Until I began my own journey through the Agency, I had no idea what it took to protect the United States from dangerous forces and people bent on inflicting Americans harm. I was a street kid from Miami with a past, seeking adventure with a purpose and a way to strike back at the revolutionaries who stole my roots. I longed to wear "the white hat"!

My family had once lived in middle-class comfort in small-town Cuba. We owned a television and a beautiful 1957 Pontiac that was my father's pride and joy. Then the Castro revolution dumped our world upside down. We lost everything and everyone we loved in a bid to escape and have a chance to live in freedom once again. In desperation, my father got me out first, and I spent my first eight months in the U.S. in a Catholic orphanage in Pueblo, Colorado. America offered that freedom, but those first years in Florida were hardscrabble ones indeed. My father worked two jobs and dragged me with him to work on Saturdays. My mother labored away in a sweatshop making shirts. We lived in tiny, run-down apartments and learned to get by on a fraction of what we once enjoyed in pre-Castro Cuba.

We fought our way back to prosperity, chasing our version of the American dream. The path was rocky, and more than once I strayed from it as a kid. I learned to fight, I learned to hustle. I also learned that loyalty is the greatest gift you can share or receive, while betrayal inflicts the brutal wounds to the heart.

The U.S. Air Force gave me purpose and discipline. I became a Pararescueman in 1972, just missing the tail end of the Vietnam War. My path to the Agency was as atypical as the rest of my life in America. Call it fate, call it God's will, when you find your calling, the tumblers in your heart click into place and suddenly the future makes sense. For me, that moment came as I walked past the Memorial Wall at Langley and realized the depth of my love and appreciation for America. Where else could a Cuban-born, once-orphaned boy go from Miami's back-alley brawls to the heart of the nation's first line of defense?
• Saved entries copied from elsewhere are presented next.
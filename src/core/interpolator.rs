// src/core/interpolator.rs

//! `$<NAME>` placeholder substitution.
//!
//! Two disciplines are used. Values substituted into command text are escaped
//! (`\` and `"` gain a backslash) so they stay intact inside a double-quoted
//! shell word. Values substituted into other environment values are copied raw.
//! Nothing is ever unescaped.

use crate::models::EnvMap;
use lazy_static::lazy_static;
use regex::{Captures, Regex};
use std::collections::BTreeSet;

lazy_static! {
    // Any `$<...>` token whose name could be an environment key.
    static ref PLACEHOLDER_RE: Regex =
        Regex::new(r"\$<([^<>\s]+)>").expect("placeholder pattern is valid");
    // A placeholder still waiting for a value.
    static ref UNRESOLVED_RE: Regex =
        Regex::new(r"\$<[A-Za-z0-9_]+>").expect("unresolved pattern is valid");
}

/// Substitutes every `$<NAME>` whose `NAME` is a key of `env`, escaping the value
/// for a double-quoted shell context.
///
/// With `empty_if_unresolved`, placeholders naming an unknown variable are deleted;
/// otherwise they are left as they are.
pub fn expand_text(text: &str, env: &EnvMap, empty_if_unresolved: bool) -> String {
    substitute(text, env, true, empty_if_unresolved)
}

/// Substitutes known placeholders with their raw values. Unknown ones are kept.
pub fn expand_value(text: &str, env: &EnvMap) -> String {
    substitute(text, env, false, false)
}

/// Whether `text` still holds a placeholder.
pub fn has_unresolved(text: &str) -> bool {
    UNRESOLVED_RE.is_match(text)
}

fn substitute(text: &str, env: &EnvMap, escape: bool, drop_unresolved: bool) -> String {
    substitute_except(text, env, escape, drop_unresolved, None)
}

/// Single pass: substituted values are not rescanned. A placeholder naming `skip`
/// is left untouched.
fn substitute_except(
    text: &str,
    env: &EnvMap,
    escape: bool,
    drop_unresolved: bool,
    skip: Option<&str>,
) -> String {
    PLACEHOLDER_RE
        .replace_all(text, |caps: &Captures<'_>| {
            let whole = caps.get(0).map_or("", |m| m.as_str());
            let name = caps.get(1).map_or("", |m| m.as_str());
            if skip == Some(name) {
                return whole.to_string();
            }
            match env.get(name) {
                Some(value) if escape => escape_for_double_quotes(value),
                Some(value) => value.clone(),
                None if drop_unresolved && UNRESOLVED_RE.is_match(whole) => String::new(),
                None => whole.to_string(),
            }
        })
        .into_owned()
}

fn escape_for_double_quotes(value: &str) -> String {
    value.replace('\\', "\\\\").replace('"', "\\\"")
}

/// Expands the values of `step` against `global` until a fixed point, leaving every
/// expanded `step` entry merged into `global`.
///
/// The first pass expands all of `step` against `global` as it was on entry, so a
/// value may extend an earlier definition of itself (`PATH: /opt/bin:$<PATH>`).
/// Later passes revisit only names still holding a placeholder, never substitute a
/// name's own placeholder, and stop once a pass changes no value. A cycle therefore
/// settles on a self-reference. Names that never resolve keep their placeholder text.
pub fn expand_recursive(step: &mut EnvMap, global: &mut EnvMap) {
    let mut pending: BTreeSet<String> = step.keys().cloned().collect();
    let mut seen: BTreeSet<Vec<(String, String)>> = BTreeSet::new();
    let mut pass = 0usize;

    loop {
        pass += 1;
        let expanded: Vec<(String, String)> = pending
            .iter()
            .filter_map(|name| {
                let value = step.get(name)?;
                let skip = (pass > 1).then_some(name.as_str());
                Some((name.clone(), substitute_except(value, global, false, false, skip)))
            })
            .collect();

        let changed = expanded
            .iter()
            .any(|(name, value)| step.get(name) != Some(value));

        for (name, value) in expanded {
            global.insert(name.clone(), value.clone());
            step.insert(name, value);
        }

        let remaining: BTreeSet<String> = pending
            .iter()
            .filter(|name| step.get(*name).is_some_and(|v| has_unresolved(v)))
            .cloned()
            .collect();

        log::trace!(
            "Expansion pass {}: {} of {} variable(s) still unresolved",
            pass,
            remaining.len(),
            pending.len()
        );

        // A state seen before means the remaining values only rotate among themselves.
        let snapshot: Vec<(String, String)> = remaining
            .iter()
            .filter_map(|name| Some((name.clone(), step.get(name)?.clone())))
            .collect();
        let repeated = !seen.insert(snapshot);

        // The first pass always continues: it only merged `step` into `global`.
        if remaining.is_empty() || (pass > 1 && (!changed || repeated)) {
            if !remaining.is_empty() {
                log::debug!(
                    "Leaving unresolved placeholders in: {}",
                    remaining.iter().cloned().collect::<Vec<_>>().join(", ")
                );
            }
            break;
        }
        pending = remaining;
    }
}
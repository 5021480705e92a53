//! Small helpers over platform services: clipboard, intents, theme and battery.

use crate::messages::{CHOOSE_BROWSER, COPY_COMPLETE, GENERIC_ERROR, OPEN_URL_ERROR};
use crate::platform::{Notifier, PlatformError};
use url::Url;

/// `Intent.FLAG_ACTIVITY_NEW_TASK`
pub const FLAG_ACTIVITY_NEW_TASK: u32 = 0x1000_0000;
/// `Configuration.UI_MODE_NIGHT_MASK`
pub const UI_MODE_NIGHT_MASK: u32 = 0x30;
/// `Configuration.UI_MODE_NIGHT_YES`
pub const UI_MODE_NIGHT_YES: u32 = 0x20;

pub trait Clipboard: Send + Sync {
    fn set_primary_text(&self, text: &str);
    fn primary_text(&self) -> Option<String>;
}

/// Copy `text` and confirm with a toast. Without a clipboard service nothing happens.
pub fn send_to_clip(clipboard: Option<&dyn Clipboard>, notifier: &dyn Notifier, text: &str) {
    if let Some(clipboard) = clipboard {
        clipboard.set_primary_text(text);
        notifier.toast(COPY_COMPLETE);
    }
}

/// First clip item, trimmed. `None` only when there is no clip item at all.
pub fn clip_text(clipboard: Option<&dyn Clipboard>) -> Option<String> {
    let text = clipboard?.primary_text()?;
    Some(text.trim().to_string())
}

#[derive(Debug, Clone, Copy, PartialEq, Eq)]
pub enum IntentAction {
    SendTo,
    View,
    Chooser,
}

#[derive(Debug, Clone, PartialEq, Eq)]
pub struct Intent {
    pub action: IntentAction,
    pub data: Option<Url>,
    pub flags: u32,
    /// For [`IntentAction::Chooser`]: the wrapped intent and the chooser title
    pub target: Option<Box<Intent>>,
    pub title: Option<String>,
}

impl Intent {
    pub fn new(action: IntentAction, data: Url) -> Self {
        Self {
            action,
            data: Some(data),
            flags: FLAG_ACTIVITY_NEW_TASK,
            target: None,
            title: None,
        }
    }

    pub fn chooser(target: Intent, title: &str) -> Self {
        Self {
            action: IntentAction::Chooser,
            data: None,
            flags: 0,
            target: Some(Box::new(target)),
            title: Some(title.to_string()),
        }
    }
}

/// Starts activities from intents.
pub trait ActivityLauncher: Send + Sync {
    /// Whether some installed activity handles `intent`
    fn can_resolve(&self, intent: &Intent) -> bool;
    fn start(&self, intent: &Intent) -> Result<(), PlatformError>;
}

fn launch_or_toast(
    launcher: &dyn ActivityLauncher,
    notifier: &dyn Notifier,
    intent: &Intent,
    fallback: &str,
) {
    if let Err(e) = launcher.start(intent) {
        log::warn!("{e}");
        notifier.toast(&message_or(&e, fallback));
    }
}

fn message_or(error: &PlatformError, fallback: &str) -> String {
    match error {
        PlatformError::LaunchFailed { message: Some(text) } if !text.trim().is_empty() => {
            text.clone()
        }
        PlatformError::LaunchFailed { .. } => fallback.to_string(),
        other => other.user_message(),
    }
}

/// Open the mail app addressed to `address`.
pub fn send_mail(launcher: &dyn ActivityLauncher, notifier: &dyn Notifier, address: &str) {
    match Url::parse(&format!("mailto:{address}")) {
        Ok(uri) => launch_or_toast(
            launcher,
            notifier,
            &Intent::new(IntentAction::SendTo, uri),
            GENERIC_ERROR,
        ),
        Err(e) => {
            log::warn!("Bad mail address {address:?}: {e}");
            notifier.toast(GENERIC_ERROR);
        }
    }
}

/// Open `url` in a browser, going through a chooser when no default handler exists.
pub fn open_url(launcher: &dyn ActivityLauncher, notifier: &dyn Notifier, url: &str) {
    let uri = match Url::parse(url) {
        Ok(uri) => uri,
        Err(e) => {
            log::warn!("Bad url {url:?}: {e}");
            notifier.toast(OPEN_URL_ERROR);
            return;
        }
    };

    let intent = Intent::new(IntentAction::View, uri);
    if launcher.can_resolve(&intent) {
        launch_or_toast(launcher, notifier, &intent, OPEN_URL_ERROR);
    } else {
        let chooser = Intent::chooser(intent, CHOOSE_BROWSER);
        launch_or_toast(launcher, notifier, &chooser, OPEN_URL_ERROR);
    }
}

/// Whether the system UI mode is night mode
pub fn is_dark_mode(ui_mode: u32) -> bool {
    ui_mode & UI_MODE_NIGHT_MASK == UI_MODE_NIGHT_YES
}

/// Battery percentage from the sticky battery status, `-1` when there is none
pub fn battery_level(level: Option<i32>) -> i32 {
    level.unwrap_or(-1)
}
Those fledgling days in the Agency opened the door to a world I did not know existed. Sure, I avidly read Ian Fleming's James Bond books, but 007's spy universe bore no resemblance to the full-contact, dark world that became my life for the next few decades. Bond had his Goldfingers and Dr. Nos, but in the shadows we operated in, we faced no such cartoonish villains. Instead, we battled caudillos in communist guise, anarchist insurgencies, narco-terrorist groups, proliferators of weapons of mass destruction, traffickers of people, drugs, and illegal weapons.

I'd seen my family's life in Cuba destroyed by such people. Now, the Central Intelligence Agency gave me a chance to strike back at them.